== Material for this task ==
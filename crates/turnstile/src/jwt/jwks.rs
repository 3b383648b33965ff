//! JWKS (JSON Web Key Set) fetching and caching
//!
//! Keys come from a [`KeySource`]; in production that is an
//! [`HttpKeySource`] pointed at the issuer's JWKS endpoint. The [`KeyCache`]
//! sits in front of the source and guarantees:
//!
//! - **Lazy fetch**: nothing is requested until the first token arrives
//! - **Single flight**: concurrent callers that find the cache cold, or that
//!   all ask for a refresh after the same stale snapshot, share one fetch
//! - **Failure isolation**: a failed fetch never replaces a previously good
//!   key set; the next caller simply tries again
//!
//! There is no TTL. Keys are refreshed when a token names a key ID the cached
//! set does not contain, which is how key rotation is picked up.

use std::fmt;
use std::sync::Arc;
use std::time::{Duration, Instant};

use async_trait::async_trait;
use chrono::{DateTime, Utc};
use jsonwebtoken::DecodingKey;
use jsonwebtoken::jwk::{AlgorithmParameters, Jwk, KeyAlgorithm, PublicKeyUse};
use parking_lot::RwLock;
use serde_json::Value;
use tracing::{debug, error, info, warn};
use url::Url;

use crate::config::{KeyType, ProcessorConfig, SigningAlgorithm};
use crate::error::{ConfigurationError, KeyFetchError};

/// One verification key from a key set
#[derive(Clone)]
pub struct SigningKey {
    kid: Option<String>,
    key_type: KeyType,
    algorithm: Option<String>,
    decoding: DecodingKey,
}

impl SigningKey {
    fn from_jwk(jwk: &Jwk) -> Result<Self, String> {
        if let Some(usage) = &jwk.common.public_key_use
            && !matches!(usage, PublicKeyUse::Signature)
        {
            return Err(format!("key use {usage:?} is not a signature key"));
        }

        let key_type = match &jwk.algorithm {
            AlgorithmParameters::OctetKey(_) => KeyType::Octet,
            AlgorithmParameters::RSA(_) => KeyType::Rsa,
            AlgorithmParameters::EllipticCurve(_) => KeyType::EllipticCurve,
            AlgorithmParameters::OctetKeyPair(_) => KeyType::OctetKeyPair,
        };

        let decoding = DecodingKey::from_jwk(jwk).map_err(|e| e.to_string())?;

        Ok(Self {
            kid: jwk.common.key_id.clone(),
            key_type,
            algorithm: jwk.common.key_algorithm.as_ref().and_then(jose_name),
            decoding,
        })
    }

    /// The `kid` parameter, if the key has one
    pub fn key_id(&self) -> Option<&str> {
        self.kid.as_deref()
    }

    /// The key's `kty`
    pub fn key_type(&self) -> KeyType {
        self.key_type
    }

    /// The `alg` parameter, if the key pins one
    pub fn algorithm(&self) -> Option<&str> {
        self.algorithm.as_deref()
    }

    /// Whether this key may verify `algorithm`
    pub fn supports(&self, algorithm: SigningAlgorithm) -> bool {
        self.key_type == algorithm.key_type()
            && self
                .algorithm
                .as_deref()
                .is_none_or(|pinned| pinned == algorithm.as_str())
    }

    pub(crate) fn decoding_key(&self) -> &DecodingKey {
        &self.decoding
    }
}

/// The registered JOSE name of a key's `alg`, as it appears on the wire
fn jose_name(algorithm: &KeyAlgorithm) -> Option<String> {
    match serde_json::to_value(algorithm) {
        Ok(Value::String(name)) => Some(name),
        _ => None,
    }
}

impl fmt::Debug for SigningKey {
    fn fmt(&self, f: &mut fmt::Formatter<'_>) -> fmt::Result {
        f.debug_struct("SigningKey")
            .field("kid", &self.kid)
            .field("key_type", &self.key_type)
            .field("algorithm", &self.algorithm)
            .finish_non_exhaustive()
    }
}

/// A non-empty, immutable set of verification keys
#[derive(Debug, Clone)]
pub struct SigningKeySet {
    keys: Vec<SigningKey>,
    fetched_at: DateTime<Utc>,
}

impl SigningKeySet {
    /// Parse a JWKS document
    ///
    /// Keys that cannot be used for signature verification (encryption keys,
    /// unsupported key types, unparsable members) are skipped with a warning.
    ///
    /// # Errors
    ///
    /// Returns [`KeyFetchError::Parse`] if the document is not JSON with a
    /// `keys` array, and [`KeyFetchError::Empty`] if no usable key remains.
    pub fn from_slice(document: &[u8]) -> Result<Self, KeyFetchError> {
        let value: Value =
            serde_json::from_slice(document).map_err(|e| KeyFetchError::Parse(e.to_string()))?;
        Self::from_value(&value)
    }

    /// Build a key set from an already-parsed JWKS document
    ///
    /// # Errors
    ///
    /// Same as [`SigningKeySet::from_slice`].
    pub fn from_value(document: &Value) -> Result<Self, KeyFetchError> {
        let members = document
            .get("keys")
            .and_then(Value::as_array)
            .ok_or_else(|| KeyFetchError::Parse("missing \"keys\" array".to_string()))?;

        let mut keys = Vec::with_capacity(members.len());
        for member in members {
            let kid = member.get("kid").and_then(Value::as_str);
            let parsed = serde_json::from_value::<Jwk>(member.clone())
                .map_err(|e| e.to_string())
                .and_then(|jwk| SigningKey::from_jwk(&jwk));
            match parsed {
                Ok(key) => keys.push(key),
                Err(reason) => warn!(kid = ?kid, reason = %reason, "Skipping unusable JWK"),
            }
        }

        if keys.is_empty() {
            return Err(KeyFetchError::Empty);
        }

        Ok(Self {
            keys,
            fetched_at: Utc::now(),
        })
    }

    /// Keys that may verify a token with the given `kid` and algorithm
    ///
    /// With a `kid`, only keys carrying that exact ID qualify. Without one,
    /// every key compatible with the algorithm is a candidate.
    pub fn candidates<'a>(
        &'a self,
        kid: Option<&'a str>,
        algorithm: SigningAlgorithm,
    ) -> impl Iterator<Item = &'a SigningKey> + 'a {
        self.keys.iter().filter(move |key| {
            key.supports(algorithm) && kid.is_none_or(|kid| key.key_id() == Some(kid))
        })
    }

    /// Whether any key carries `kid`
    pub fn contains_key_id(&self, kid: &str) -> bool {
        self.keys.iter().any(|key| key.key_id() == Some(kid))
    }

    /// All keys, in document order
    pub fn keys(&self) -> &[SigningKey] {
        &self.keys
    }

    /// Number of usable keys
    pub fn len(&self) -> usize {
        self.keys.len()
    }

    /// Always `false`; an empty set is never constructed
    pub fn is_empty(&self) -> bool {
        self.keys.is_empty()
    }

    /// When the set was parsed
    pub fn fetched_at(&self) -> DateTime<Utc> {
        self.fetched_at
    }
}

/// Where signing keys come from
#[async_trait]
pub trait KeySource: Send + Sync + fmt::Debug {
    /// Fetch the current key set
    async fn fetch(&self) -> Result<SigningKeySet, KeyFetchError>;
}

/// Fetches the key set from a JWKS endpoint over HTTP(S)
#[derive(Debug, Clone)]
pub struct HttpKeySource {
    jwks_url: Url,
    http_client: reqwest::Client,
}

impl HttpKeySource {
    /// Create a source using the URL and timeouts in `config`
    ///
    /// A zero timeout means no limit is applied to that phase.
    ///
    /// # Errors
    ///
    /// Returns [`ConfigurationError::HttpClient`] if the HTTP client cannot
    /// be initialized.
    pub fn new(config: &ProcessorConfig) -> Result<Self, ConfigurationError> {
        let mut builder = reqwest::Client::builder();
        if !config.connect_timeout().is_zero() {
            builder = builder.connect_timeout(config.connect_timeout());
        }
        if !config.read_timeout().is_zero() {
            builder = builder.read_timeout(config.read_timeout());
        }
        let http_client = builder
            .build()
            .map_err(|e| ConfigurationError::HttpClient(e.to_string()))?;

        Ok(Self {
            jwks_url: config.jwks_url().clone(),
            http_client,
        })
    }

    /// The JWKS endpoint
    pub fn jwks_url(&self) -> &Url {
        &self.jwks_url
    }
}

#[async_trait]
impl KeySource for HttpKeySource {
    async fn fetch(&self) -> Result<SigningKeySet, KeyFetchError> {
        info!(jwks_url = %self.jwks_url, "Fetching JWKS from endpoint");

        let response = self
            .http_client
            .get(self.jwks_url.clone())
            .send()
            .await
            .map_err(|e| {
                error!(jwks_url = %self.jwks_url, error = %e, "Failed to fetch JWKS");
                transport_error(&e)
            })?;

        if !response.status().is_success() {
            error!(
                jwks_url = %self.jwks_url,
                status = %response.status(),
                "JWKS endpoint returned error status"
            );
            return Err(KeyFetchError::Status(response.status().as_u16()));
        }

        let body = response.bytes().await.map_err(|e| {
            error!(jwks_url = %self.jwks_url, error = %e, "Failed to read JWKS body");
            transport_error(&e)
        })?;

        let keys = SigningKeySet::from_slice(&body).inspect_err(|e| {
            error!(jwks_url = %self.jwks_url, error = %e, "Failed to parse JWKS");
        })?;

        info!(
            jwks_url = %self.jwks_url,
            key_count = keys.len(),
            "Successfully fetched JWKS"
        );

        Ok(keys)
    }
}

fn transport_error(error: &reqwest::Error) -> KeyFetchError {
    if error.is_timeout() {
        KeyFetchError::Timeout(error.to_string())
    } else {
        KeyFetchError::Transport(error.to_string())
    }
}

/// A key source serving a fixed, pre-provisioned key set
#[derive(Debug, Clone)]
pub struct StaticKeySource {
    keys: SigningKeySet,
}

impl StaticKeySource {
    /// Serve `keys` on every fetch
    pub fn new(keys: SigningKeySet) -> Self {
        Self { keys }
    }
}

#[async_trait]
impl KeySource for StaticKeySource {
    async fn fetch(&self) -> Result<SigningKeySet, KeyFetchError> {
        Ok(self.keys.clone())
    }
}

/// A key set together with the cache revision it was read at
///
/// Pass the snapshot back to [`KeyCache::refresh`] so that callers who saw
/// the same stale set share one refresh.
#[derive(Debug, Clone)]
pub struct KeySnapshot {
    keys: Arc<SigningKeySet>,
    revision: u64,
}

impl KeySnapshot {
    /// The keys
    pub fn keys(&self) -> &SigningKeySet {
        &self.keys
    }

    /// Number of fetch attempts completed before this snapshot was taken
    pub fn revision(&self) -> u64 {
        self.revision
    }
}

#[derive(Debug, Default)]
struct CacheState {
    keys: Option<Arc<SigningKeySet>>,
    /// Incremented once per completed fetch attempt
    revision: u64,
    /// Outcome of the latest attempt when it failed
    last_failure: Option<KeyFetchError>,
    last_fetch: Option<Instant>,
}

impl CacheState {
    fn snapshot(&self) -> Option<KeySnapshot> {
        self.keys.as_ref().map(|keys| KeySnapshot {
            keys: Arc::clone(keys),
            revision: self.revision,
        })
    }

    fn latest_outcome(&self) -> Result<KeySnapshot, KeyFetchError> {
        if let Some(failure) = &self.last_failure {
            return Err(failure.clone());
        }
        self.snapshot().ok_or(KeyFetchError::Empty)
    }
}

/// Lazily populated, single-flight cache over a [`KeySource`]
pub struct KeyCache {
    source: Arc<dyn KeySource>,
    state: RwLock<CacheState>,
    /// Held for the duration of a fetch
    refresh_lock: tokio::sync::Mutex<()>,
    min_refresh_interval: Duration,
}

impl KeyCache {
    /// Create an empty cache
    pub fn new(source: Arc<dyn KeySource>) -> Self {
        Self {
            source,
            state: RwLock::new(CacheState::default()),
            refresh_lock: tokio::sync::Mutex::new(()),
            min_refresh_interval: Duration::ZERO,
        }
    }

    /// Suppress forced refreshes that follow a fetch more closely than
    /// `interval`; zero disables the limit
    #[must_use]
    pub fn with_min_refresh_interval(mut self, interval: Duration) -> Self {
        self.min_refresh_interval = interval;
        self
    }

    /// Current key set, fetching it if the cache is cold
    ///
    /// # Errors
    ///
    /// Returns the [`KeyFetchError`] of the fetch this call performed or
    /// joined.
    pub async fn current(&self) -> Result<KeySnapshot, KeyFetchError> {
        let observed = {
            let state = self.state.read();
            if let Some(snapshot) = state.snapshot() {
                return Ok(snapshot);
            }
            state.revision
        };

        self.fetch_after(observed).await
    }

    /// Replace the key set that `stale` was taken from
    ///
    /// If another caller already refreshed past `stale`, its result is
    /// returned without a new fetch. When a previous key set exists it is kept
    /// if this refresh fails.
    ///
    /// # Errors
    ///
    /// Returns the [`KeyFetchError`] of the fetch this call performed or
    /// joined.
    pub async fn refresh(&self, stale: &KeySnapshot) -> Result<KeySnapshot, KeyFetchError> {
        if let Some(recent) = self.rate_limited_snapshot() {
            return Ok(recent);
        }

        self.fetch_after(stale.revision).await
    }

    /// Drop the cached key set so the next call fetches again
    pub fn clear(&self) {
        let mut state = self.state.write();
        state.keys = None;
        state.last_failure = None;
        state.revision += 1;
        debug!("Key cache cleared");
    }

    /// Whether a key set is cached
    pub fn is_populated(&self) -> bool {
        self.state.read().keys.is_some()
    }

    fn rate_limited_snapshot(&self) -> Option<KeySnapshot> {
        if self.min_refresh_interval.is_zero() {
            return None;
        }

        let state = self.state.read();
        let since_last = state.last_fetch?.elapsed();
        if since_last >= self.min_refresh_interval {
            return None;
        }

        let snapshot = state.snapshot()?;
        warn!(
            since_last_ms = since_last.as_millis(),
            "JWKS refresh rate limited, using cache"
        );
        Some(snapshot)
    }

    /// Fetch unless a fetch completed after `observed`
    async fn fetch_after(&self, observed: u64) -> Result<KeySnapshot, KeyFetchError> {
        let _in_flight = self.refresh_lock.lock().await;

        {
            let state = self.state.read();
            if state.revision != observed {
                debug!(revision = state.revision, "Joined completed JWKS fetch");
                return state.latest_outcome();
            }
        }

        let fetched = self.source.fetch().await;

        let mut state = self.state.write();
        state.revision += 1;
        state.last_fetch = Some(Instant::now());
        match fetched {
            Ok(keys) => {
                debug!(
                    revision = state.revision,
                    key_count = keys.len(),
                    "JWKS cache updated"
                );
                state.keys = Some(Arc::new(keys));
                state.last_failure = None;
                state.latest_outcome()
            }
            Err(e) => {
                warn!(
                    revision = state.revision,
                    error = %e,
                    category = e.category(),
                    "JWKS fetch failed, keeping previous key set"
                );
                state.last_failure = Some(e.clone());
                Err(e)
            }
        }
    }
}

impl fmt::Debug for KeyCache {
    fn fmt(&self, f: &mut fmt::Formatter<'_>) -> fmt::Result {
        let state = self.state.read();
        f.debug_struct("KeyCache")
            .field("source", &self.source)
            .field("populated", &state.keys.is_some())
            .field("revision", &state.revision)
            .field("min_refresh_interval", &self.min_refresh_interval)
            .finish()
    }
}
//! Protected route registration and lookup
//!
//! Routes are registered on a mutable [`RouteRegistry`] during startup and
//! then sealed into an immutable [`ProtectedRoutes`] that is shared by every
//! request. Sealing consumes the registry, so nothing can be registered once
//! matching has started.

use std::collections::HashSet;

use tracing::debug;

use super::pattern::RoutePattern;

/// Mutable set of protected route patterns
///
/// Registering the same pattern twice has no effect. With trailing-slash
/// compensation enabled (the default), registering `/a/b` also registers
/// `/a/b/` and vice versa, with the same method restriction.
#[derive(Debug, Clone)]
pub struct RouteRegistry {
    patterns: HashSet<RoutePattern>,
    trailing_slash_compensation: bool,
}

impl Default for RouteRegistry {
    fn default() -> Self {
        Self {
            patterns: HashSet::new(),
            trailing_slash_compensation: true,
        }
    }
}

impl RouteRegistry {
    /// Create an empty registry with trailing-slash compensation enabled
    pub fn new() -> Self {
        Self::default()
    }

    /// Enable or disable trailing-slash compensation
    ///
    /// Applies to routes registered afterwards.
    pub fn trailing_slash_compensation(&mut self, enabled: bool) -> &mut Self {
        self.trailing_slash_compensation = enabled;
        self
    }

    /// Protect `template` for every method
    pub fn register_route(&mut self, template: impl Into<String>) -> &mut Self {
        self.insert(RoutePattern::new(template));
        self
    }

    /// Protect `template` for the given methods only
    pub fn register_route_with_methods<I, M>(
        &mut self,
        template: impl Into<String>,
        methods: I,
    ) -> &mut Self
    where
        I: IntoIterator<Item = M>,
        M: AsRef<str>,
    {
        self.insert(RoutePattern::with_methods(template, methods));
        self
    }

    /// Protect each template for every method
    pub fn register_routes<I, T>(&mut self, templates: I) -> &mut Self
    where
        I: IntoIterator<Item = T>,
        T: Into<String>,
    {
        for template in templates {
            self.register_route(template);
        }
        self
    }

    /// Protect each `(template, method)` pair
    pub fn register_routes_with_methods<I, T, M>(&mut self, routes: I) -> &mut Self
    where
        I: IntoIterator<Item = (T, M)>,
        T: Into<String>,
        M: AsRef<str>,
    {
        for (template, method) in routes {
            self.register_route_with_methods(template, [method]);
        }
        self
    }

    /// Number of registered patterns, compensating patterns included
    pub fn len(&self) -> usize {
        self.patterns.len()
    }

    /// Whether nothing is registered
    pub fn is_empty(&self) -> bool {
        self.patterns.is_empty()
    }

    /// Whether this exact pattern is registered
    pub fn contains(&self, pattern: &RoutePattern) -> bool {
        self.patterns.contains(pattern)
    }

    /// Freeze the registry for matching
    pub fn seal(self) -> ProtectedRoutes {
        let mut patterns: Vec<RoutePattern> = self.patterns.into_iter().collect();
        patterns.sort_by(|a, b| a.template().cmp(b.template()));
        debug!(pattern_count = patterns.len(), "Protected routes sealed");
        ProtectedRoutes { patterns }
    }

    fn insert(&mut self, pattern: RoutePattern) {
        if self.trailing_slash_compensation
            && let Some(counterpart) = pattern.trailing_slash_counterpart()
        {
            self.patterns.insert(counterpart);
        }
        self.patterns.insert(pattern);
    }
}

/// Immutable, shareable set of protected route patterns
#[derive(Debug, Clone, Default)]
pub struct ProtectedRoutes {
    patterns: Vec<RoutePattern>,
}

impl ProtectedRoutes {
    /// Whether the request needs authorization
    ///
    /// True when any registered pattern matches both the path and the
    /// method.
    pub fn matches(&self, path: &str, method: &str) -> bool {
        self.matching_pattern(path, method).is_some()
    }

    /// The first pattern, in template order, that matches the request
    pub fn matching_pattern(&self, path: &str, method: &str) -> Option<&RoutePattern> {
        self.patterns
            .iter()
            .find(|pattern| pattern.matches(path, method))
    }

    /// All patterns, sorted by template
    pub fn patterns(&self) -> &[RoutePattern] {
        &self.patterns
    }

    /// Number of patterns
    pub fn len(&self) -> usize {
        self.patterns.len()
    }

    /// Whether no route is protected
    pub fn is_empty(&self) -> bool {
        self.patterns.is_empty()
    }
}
===
Exercise prompt:
Restate, word for word and without additions, every line from the top of the listing above through the line that contains "use std::fmt;".

Output for this task:
filename crates/turnstile/src/jwt/jwks.rs
repository 3b383648b33965ff
//! JWKS (JSON Web Key Set) fetching and caching
//!
//! Keys come from a [`KeySource`]; in production that is an
//! [`HttpKeySource`] pointed at the issuer's JWKS endpoint. The [`KeyCache`]
//! sits in front of the source and guarantees:
//!
//! - **Lazy fetch**: nothing is requested until the first token arrives
//! - **Single flight**: concurrent callers that find the cache cold, or that
//!   all ask for a refresh after the same stale snapshot, share one fetch
//! - **Failure isolation**: a failed fetch never replaces a previously good
//!   key set; the next caller simply tries again
//!
//! There is no TTL. Keys are refreshed when a token names a key ID the cached
//! set does not contain, which is how key rotation is picked up.

use std::fmt;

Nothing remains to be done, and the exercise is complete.